Please keep to the lines below from the one with "use crate::download::download_parallel;" through the one with "Larger objects are", and restate them word for word, ends included.

--- EXERCISE MATERIAL ---

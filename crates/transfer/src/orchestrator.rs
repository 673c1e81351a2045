//! Transfer entry point.

use std::sync::Arc;

use s3ferry_storage::{ObjectStore, RetryPolicy, RetryingStore};
use tokio::io::{AsyncRead, AsyncWrite, AsyncWriteExt};
use tokio_util::sync::CancellationToken;
use tracing::{debug, info, warn};

use crate::buffer_pool::BufferPool;
use crate::chunked::{ChunkReader, plan};
use crate::download::download_parallel;
use crate::progress::TransferProgress;
use crate::types::{Direction, TransferOptions, TransferResult, TransferSpec, TransferStream};
use crate::upload::upload_multipart;
use crate::validation::{validate_object_key, validate_spec};
use crate::TransferError;

/// Moves objects between local streams and an object store.
///
/// Objects that fit in one chunk take a single request. Larger objects are
/// split into chunks that up to `concurrency` workers transfer at once,
/// with every request going through the configured retry policy.
pub struct TransferEngine {
    store: Arc<dyn ObjectStore>,
    options: TransferOptions,
    cancel: CancellationToken,
}

impl TransferEngine {
    /// Creates an engine over `store`. Every request is wrapped in a
    /// [`RetryingStore`] built from `options.retry`.
    pub fn new(store: Arc<dyn ObjectStore>, options: TransferOptions) -> Self {
        let policy = RetryPolicy::new(options.retry.clone());
        Self {
            store: Arc::new(RetryingStore::new(store, policy)),
            options,
            cancel: CancellationToken::new(),
        }
    }

    /// Cancels in-progress transfers when `cancel` fires.
    pub fn with_cancellation(mut self, cancel: CancellationToken) -> Self {
        self.cancel = cancel;
        self
    }

    pub fn options(&self) -> &TransferOptions {
        &self.options
    }

    /// The retrying store, for requests outside of transfers.
    pub fn store(&self) -> &Arc<dyn ObjectStore> {
        &self.store
    }

    /// Returns the size of an object.
    ///
    /// A 404 is retried, since an object that was just written may not be
    /// visible yet.
    pub async fn object_size(&self, bucket: &str, key: &str) -> Result<u64, TransferError> {
        Ok(self.store.head_object(bucket, key).await?)
    }

    /// Runs an upload or download depending on `stream`.
    pub async fn transfer(
        &self,
        bucket: &str,
        key: &str,
        stream: TransferStream<'_>,
    ) -> TransferResult {
        match stream {
            TransferStream::Source(source) => self.upload(bucket, key, source).await,
            TransferStream::Destination(dest) => self.download(bucket, key, dest).await,
        }
    }

    /// Downloads `bucket/key` into `dest`.
    pub async fn download<W>(&self, bucket: &str, key: &str, dest: &mut W) -> TransferResult
    where
        W: AsyncWrite + Unpin + ?Sized,
    {
        let progress = TransferProgress::new(None);
        let cancel = self.cancel.child_token();
        let outcome = self.run_download(bucket, key, dest, &progress, cancel).await;
        finish(Direction::Download, key, &progress, outcome)
    }

    /// Uploads everything `source` yields to `bucket/key`.
    pub async fn upload<R>(&self, bucket: &str, key: &str, source: &mut R) -> TransferResult
    where
        R: AsyncRead + Unpin + ?Sized,
    {
        let progress = TransferProgress::new(None);
        let cancel = self.cancel.child_token();
        let outcome = self.run_upload(bucket, key, source, &progress, cancel).await;
        finish(Direction::Upload, key, &progress, outcome)
    }

    /// Uploads a source whose length is known up front, such as a file.
    ///
    /// A source that needs more than [`MAX_UPLOAD_PARTS`](crate::MAX_UPLOAD_PARTS)
    /// parts is rejected before any request is issued, and a source that
    /// yields a different number of bytes than `size` fails the transfer.
    pub async fn upload_sized<R>(
        &self,
        bucket: &str,
        key: &str,
        source: &mut R,
        size: u64,
    ) -> TransferResult
    where
        R: AsyncRead + Unpin + ?Sized,
    {
        let progress = TransferProgress::new(Some(size));
        let cancel = self.cancel.child_token();
        let outcome = self.run_upload(bucket, key, source, &progress, cancel).await;
        finish(Direction::Upload, key, &progress, outcome)
    }

    async fn run_download<W>(
        &self,
        bucket: &str,
        key: &str,
        dest: &mut W,
        progress: &TransferProgress,
        cancel: CancellationToken,
    ) -> Result<(), TransferError>
    where
        W: AsyncWrite + Unpin + ?Sized,
    {
        let tuning = self.options.tuning(Direction::Download);
        validate_object_key(key)?;
        validate_spec(&TransferSpec::new(bucket, key, None, tuning), Direction::Download)?;

        let size = self.object_size(bucket, key).await?;
        let spec = TransferSpec::new(bucket, key, Some(size), tuning);
        progress.set_total(size);
        debug!(key, size, "object size known");

        if spec.is_single_shot() {
            let data = self.store.get_object(bucket, key).await?;
            if data.len() as u64 != size {
                return Err(TransferError::SizeMismatch {
                    expected: size,
                    actual: data.len() as u64,
                });
            }
            dest.write_all(&data)
                .await
                .map_err(TransferError::destination)?;
            dest.flush().await.map_err(TransferError::destination)?;
            progress.add(size);
            return Ok(());
        }

        let chunks = plan(size, spec.chunk_size);
        let pool = BufferPool::new(
            spec.concurrency.min(chunks.len()),
            spec.chunk_size,
            cancel.clone(),
        );
        download_parallel(
            Arc::clone(&self.store),
            &spec,
            chunks,
            &pool,
            dest,
            progress,
            cancel,
        )
        .await?;

        if progress.bytes() != size {
            return Err(TransferError::SizeMismatch {
                expected: size,
                actual: progress.bytes(),
            });
        }
        Ok(())
    }

    async fn run_upload<R>(
        &self,
        bucket: &str,
        key: &str,
        source: &mut R,
        progress: &TransferProgress,
        cancel: CancellationToken,
    ) -> Result<(), TransferError>
    where
        R: AsyncRead + Unpin + ?Sized,
    {
        let tuning = self.options.tuning(Direction::Upload);
        let spec = TransferSpec::new(bucket, key, progress.total(), tuning);
        validate_object_key(key)?;
        validate_spec(&spec, Direction::Upload)?;

        // Buffers are allocated lazily, so a short source never allocates
        // more than it has chunks.
        let pool = BufferPool::new(spec.concurrency, spec.chunk_size, cancel.clone());
        let mut reader = ChunkReader::new(source, spec.chunk_size);
        let mut buffer = pool.acquire().await?;
        let first = reader.next_chunk(&mut buffer).await?;
        let single_shot = match first {
            None => true,
            Some(_) => reader.at_eof().await?,
        };

        match first {
            Some(chunk) if !single_shot => {
                upload_multipart(
                    Arc::clone(&self.store),
                    &spec,
                    &mut reader,
                    (chunk, buffer),
                    &pool,
                    progress,
                    cancel,
                )
                .await?;
            }
            _ => {
                let body = buffer.take_bytes();
                let len = body.len() as u64;
                self.store.put_object(bucket, key, body).await?;
                progress.add(len);
                buffer.release();
            }
        }

        let read = reader.bytes_read();
        if let Some(size) = spec.total_bytes
            && size != read
        {
            return Err(TransferError::SizeMismatch {
                expected: size,
                actual: read,
            });
        }
        let stored = self.object_size(bucket, key).await?;
        if stored != read {
            return Err(TransferError::SizeMismatch {
                expected: read,
                actual: stored,
            });
        }
        Ok(())
    }
}

fn finish(
    direction: Direction,
    key: &str,
    progress: &TransferProgress,
    outcome: Result<(), TransferError>,
) -> TransferResult {
    let result = TransferResult {
        bytes_transferred: progress.bytes(),
        elapsed: progress.elapsed(),
        error: outcome.err(),
    };
    let elapsed_ms = result.elapsed.as_millis() as u64;
    let rate_bps = result.throughput() as u64;
    match &result.error {
        None => info!(
            %direction,
            key,
            bytes = result.bytes_transferred,
            elapsed_ms,
            rate_bps,
            "transfer complete"
        ),
        Some(err) => warn!(
            %direction,
            key,
            bytes = result.bytes_transferred,
            total = progress.total(),
            elapsed_ms,
            error = %err,
            "transfer failed"
        ),
    }
    result
}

---

EXERCISE RESPONSE:
use crate::download::download_parallel;
use crate::progress::TransferProgress;
use crate::types::{Direction, TransferOptions, TransferResult, TransferSpec, TransferStream};
use crate::upload::upload_multipart;
use crate::validation::{validate_object_key, validate_spec};
use crate::TransferError;

/// Moves objects between local streams and an object store.
///
/// Objects that fit in one chunk take a single request. Larger objects are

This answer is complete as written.